The corporate defendant entered a plea of nolo contendere, 4 of the individuals named as defendants were not apprehended, and 2 of the named defendants died prior to trial. The remaining 30 defendants were tried by jury before the Honorable George S. Register, Chief Judge of the District Court for North Dakota. The trial commenced on March 14, 1961, the case was submitted to the jury on July 31, and verdicts were returned on August 9, 1961, finding 10 defendants not guilty and 20 defendants guilty. Eighteen of the convicted defendants filed notices of appeal from the judgments of conviction entered pursuant to the verdicts; however, John A. Miller subsequently abandoned his appeal. Donald W. Majerus and F. Bennett Spencer, also found guilty, did not appeal.

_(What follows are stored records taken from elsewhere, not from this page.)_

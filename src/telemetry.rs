//! Copyright (c) 2025-2026, Kirky.X
//!
//! MIT License
//!
//! 该模块定义了日志订阅器的初始化。

use tracing_subscriber::EnvFilter;

/// 初始化 tracing 订阅器
///
/// 优先使用 `RUST_LOG` 环境变量，未设置时使用 `default_filter`。
/// 由应用层调用一次；重复初始化会被忽略。
pub fn init_tracing(default_filter: &str) {
    let filter =
        EnvFilter::try_from_default_env().unwrap_or_else(|_| EnvFilter::new(default_filter));
    let _ = tracing_subscriber::fmt()
        .with_env_filter(filter)
        .with_target(false)
        .try_init();
}
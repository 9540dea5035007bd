//! Copyright (c) 2025, Kirky.X
//!
//! MIT License
//!
//! 批量加载集成测试

#[path = "../common/mod.rs"]
mod common;

use common::{build_node, test_config};
use distcache::backend::{L2Store, MemoryStore};
use distcache::CacheError;
use std::collections::HashMap;
use std::sync::atomic::{AtomicUsize, Ordering};
use std::sync::{Arc, Mutex};
use std::time::Duration;

fn keys(names: &[&str]) -> Vec<String> {
    names.iter().map(|k| k.to_string()).collect()
}

#[tokio::test]
async fn test_bulk_get_partitions_l1_l2_and_loader() {
    let store = MemoryStore::new();
    let node = build_node(&store, test_config("a")).await;

    node.set("a", "1").await.unwrap();
    store.set("b", "2", Duration::ZERO).await.unwrap();

    let requested = Arc::new(Mutex::new(Vec::new()));
    let seen = requested.clone();
    let result = node
        .bulk_get_with_loader(&keys(&["a", "b", "c", "d"]), move |misses| async move {
            seen.lock().unwrap().extend(misses);
            Ok(HashMap::from([("c".to_string(), "3".to_string())]))
        })
        .await
        .unwrap();

    assert_eq!(*requested.lock().unwrap(), keys(&["c", "d"]));
    assert_eq!(result.len(), 3);
    assert_eq!(result["a"], "1");
    assert_eq!(result["b"], "2");
    assert_eq!(result["c"], "3");
    assert!(!result.contains_key("d"));

    // 加载结果走完整的写路径
    assert!(store.contains("c"));
    assert_eq!(node.get("c").await.unwrap(), "3");

    let stats = node.get_stats();
    assert_eq!(stats.loader_calls, 1);
    assert_eq!(stats.secondary_hits, 1);
}

#[tokio::test]
async fn test_duplicate_keys_collapse() {
    let store = MemoryStore::new();
    let node = build_node(&store, test_config("a")).await;

    let result = node
        .bulk_get_with_loader(&keys(&["x", "x", "y", "x"]), |misses| async move {
            assert_eq!(misses, keys(&["x", "y"]));
            Ok(misses.into_iter().map(|k| (k.clone(), k)).collect::<HashMap<_, _>>())
        })
        .await
        .unwrap();

    assert_eq!(result.len(), 2);
    assert_eq!(result["x"], "x");
}

#[tokio::test]
async fn test_all_hits_skip_loader() {
    let store = MemoryStore::new();
    let node = build_node(&store, test_config("a")).await;
    node.set("a", "1").await.unwrap();
    node.set("b", "2").await.unwrap();

    let calls = Arc::new(AtomicUsize::new(0));
    let counter = calls.clone();
    let result = node
        .bulk_get_with_loader(&keys(&["a", "b"]), move |_| async move {
            counter.fetch_add(1, Ordering::SeqCst);
            Ok(HashMap::new())
        })
        .await
        .unwrap();

    assert_eq!(result.len(), 2);
    assert_eq!(calls.load(Ordering::SeqCst), 0);
    assert_eq!(node.get_stats().loader_calls, 0);
}

#[tokio::test]
async fn test_unrequested_key_is_rejected() {
    let store = MemoryStore::new();
    let node = build_node(&store, test_config("a")).await;

    let result = node
        .bulk_get_with_loader(&keys(&["x"]), |_| async move {
            Ok(HashMap::from([
                ("x".to_string(), "1".to_string()),
                ("intruder".to_string(), "2".to_string()),
            ]))
        })
        .await;

    assert!(matches!(result, Err(CacheError::LoaderMismatch(_))));
    assert!(!store.contains("x"));
    assert!(!store.contains("intruder"));
    assert_eq!(store.publish_count(), 0);
}

#[tokio::test]
async fn test_loader_failure_surfaces() {
    let store = MemoryStore::new();
    let node = build_node(&store, test_config("a")).await;

    let result = node
        .bulk_get_with_loader(&keys(&["x"]), |_| async move {
            Err(CacheError::Transport("db down".to_string()))
        })
        .await;

    assert!(matches!(result, Err(CacheError::Loader(msg)) if msg.contains("db down")));
}

#[tokio::test]
async fn test_empty_request() {
    let store = MemoryStore::new();
    let node = build_node(&store, test_config("a")).await;
    let result = node
        .bulk_get_with_loader(&[], |_| async move { Ok(HashMap::new()) })
        .await
        .unwrap();
    assert!(result.is_empty());
}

The 17 appellants will, for the purpose of this appeal, be placed in two groups. Eleven of them, namely, Lester E. Butler, Charles S. Herndon, Laurence J. Brandon, Veit A. Hain, Jr., Harvey S. Cova, Martin H. Rye, H. Eugene Gilbert, Alan C. Springer, William E. Mitchell, Kalman T. Taggart and John E. Ringger, hereinafter sometimes referred to as Butler, et al., are represented on appeal by Sam Houston Allen, an attorney of Van Nuys, California. Mr. Allen represented appellants Harvey S. Cova and Martin H. Rye and defendant Samuel Vizzini, who was acquitted in the trial of the case. The remaining 6 appellants, namely, Dodson Benedec, Sidney L. Schwarz, Robert Eakins, Leonard Ostrowsky, Jerome Stadin and Peter J. Wangberg, hereinafter sometimes referred to as Benedec, et al., are represented on appeal by Julius Lucius Echeles and Frank W. Oliver, attorneys of Chicago, Illinois. Neither of these attorneys represented any defendant in the court below.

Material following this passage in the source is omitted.